## WHAT THE TASK ASKS:
Please copy out the entries below exactly, beginning with the line that contains "pub enum ProtocolError" and ending with the line that contains "use parking_lot::Mutex;", and include nothing outside that span.
== RECORDS TO PROCESS
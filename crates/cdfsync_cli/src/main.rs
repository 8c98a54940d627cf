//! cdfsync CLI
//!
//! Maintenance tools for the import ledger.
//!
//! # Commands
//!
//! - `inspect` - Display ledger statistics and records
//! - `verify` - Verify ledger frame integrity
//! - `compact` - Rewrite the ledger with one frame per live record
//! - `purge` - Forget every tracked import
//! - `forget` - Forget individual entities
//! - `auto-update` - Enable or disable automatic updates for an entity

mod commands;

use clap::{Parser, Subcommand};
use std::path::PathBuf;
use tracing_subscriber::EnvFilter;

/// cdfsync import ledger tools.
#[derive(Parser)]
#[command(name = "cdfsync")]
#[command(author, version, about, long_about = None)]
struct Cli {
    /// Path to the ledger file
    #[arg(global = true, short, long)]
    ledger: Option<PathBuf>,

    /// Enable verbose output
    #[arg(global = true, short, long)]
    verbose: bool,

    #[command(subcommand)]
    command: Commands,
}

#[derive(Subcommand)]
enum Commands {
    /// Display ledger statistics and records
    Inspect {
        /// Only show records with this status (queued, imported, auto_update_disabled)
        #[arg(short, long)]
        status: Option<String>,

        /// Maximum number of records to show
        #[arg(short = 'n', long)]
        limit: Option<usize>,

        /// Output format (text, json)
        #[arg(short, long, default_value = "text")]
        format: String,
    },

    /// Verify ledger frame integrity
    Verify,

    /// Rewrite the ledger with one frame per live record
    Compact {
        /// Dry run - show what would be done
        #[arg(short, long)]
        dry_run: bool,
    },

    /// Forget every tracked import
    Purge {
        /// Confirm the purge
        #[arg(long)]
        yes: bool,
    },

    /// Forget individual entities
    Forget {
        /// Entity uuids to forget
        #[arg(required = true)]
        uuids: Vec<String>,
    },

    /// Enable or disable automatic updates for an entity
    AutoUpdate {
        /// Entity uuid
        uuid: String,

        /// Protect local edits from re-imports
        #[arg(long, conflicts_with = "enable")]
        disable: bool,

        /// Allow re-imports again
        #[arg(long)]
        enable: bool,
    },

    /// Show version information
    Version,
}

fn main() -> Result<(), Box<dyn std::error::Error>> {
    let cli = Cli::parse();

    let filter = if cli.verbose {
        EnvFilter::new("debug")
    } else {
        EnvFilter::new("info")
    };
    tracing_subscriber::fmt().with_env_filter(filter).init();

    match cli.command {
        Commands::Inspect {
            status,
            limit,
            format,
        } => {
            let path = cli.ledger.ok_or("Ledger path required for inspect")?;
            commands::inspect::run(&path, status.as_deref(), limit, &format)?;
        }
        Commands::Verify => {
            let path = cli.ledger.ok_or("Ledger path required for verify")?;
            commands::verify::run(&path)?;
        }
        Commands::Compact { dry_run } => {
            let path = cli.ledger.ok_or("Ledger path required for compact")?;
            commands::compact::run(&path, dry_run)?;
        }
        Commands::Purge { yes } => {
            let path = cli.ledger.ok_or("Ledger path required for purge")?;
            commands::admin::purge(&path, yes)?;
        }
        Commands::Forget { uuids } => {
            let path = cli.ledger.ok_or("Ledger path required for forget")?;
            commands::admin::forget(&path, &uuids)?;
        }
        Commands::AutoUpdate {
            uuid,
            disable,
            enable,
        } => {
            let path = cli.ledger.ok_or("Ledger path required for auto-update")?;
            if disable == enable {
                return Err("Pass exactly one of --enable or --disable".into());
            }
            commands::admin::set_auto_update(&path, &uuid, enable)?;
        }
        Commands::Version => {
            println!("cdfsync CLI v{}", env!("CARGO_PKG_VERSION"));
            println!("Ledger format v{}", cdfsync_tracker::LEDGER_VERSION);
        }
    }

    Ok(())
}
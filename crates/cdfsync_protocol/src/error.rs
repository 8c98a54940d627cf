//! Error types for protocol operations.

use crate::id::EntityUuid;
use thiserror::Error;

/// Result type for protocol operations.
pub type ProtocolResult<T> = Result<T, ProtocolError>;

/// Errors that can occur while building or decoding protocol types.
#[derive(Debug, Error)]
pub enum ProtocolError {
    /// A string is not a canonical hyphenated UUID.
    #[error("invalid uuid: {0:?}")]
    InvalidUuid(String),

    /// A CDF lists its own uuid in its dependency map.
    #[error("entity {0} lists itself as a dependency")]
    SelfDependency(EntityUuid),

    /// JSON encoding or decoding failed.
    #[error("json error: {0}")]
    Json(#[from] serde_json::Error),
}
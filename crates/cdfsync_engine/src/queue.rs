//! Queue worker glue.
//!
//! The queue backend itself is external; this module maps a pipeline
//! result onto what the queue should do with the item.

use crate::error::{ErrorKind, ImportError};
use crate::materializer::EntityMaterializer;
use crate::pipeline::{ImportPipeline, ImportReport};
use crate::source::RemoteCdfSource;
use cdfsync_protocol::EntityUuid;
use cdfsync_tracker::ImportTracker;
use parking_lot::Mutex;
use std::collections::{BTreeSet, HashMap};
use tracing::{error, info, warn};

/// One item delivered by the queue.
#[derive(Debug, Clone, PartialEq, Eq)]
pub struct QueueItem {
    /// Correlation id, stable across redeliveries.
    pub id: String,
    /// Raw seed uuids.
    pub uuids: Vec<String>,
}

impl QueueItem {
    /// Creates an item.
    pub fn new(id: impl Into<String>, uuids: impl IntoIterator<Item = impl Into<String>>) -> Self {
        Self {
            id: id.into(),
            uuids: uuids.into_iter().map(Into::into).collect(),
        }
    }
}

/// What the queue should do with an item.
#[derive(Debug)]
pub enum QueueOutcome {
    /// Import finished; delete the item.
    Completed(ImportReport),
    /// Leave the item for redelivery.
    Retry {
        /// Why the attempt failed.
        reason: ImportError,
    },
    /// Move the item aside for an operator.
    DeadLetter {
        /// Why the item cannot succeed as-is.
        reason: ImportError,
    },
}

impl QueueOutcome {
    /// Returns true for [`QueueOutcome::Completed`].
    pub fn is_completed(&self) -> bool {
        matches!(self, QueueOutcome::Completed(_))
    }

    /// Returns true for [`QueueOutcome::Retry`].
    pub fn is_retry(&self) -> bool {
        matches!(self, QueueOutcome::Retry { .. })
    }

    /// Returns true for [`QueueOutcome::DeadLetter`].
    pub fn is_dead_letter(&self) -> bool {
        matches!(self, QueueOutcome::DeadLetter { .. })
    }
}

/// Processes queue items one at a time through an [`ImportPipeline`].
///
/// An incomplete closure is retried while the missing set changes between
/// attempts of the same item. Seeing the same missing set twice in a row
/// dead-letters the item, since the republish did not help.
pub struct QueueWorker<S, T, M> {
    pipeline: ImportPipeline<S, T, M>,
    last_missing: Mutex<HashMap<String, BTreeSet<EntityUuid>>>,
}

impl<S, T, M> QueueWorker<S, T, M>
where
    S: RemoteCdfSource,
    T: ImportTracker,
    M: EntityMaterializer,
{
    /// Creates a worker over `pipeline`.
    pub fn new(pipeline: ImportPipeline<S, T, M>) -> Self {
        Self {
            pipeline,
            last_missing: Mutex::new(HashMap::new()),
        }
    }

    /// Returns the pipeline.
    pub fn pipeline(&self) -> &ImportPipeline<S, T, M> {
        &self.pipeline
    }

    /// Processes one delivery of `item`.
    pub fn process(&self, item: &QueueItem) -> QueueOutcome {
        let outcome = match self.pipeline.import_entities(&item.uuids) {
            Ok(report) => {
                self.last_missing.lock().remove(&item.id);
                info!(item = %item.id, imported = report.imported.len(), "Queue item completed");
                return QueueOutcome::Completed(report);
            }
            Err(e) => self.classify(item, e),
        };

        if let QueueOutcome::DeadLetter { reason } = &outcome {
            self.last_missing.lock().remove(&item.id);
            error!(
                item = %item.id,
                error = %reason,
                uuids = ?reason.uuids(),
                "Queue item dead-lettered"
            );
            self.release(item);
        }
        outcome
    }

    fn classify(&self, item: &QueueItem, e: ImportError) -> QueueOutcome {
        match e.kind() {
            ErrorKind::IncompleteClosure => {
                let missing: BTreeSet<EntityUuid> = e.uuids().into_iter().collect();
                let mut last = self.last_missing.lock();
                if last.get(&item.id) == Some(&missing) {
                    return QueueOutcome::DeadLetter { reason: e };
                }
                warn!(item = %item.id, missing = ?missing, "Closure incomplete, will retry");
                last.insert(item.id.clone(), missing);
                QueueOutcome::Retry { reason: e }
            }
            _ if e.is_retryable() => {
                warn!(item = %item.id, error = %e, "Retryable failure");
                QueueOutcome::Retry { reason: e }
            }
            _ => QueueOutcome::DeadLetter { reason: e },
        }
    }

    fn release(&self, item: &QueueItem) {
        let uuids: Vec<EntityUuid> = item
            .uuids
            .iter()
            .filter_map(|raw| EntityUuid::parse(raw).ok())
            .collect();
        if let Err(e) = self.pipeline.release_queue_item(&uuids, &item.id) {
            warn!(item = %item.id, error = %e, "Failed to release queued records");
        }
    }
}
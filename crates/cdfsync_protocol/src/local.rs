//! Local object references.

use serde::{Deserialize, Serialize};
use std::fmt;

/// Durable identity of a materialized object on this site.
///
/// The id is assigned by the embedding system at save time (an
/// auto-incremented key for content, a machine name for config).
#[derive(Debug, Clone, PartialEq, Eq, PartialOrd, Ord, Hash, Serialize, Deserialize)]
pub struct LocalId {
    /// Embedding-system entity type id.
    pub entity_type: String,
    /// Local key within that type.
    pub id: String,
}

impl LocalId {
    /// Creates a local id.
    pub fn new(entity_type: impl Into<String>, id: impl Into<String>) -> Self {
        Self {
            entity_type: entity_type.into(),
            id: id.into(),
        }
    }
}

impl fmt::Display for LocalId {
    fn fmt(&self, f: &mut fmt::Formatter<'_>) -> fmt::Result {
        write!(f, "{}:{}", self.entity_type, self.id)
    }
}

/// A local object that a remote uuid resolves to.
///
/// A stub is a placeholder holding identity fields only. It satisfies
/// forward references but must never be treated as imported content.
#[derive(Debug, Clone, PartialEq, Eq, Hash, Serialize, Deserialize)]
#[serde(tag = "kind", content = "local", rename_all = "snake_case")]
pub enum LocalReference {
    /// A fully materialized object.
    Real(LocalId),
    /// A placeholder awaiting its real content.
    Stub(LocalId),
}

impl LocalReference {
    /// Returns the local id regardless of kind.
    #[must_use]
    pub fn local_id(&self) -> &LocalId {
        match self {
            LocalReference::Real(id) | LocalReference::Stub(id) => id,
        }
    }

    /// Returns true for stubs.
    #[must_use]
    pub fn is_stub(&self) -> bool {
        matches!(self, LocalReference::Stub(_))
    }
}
====
## RESPONSE:
pub enum ProtocolError {
    /// A string is not a canonical hyphenated UUID.
    #[error("invalid uuid: {0:?}")]
    InvalidUuid(String),

    /// A CDF lists its own uuid in its dependency map.
    #[error("entity {0} lists itself as a dependency")]
    SelfDependency(EntityUuid),

    /// JSON encoding or decoding failed.
    #[error("json error: {0}")]
    Json(#[from] serde_json::Error),
}
filename crates/cdfsync_engine/src/queue.rs
//! Queue worker glue.
//!
//! The queue backend itself is external; this module maps a pipeline
//! result onto what the queue should do with the item.

use crate::error::{ErrorKind, ImportError};
use crate::materializer::EntityMaterializer;
use crate::pipeline::{ImportPipeline, ImportReport};
use crate::source::RemoteCdfSource;
use cdfsync_protocol::EntityUuid;
use cdfsync_tracker::ImportTracker;
use parking_lot::Mutex;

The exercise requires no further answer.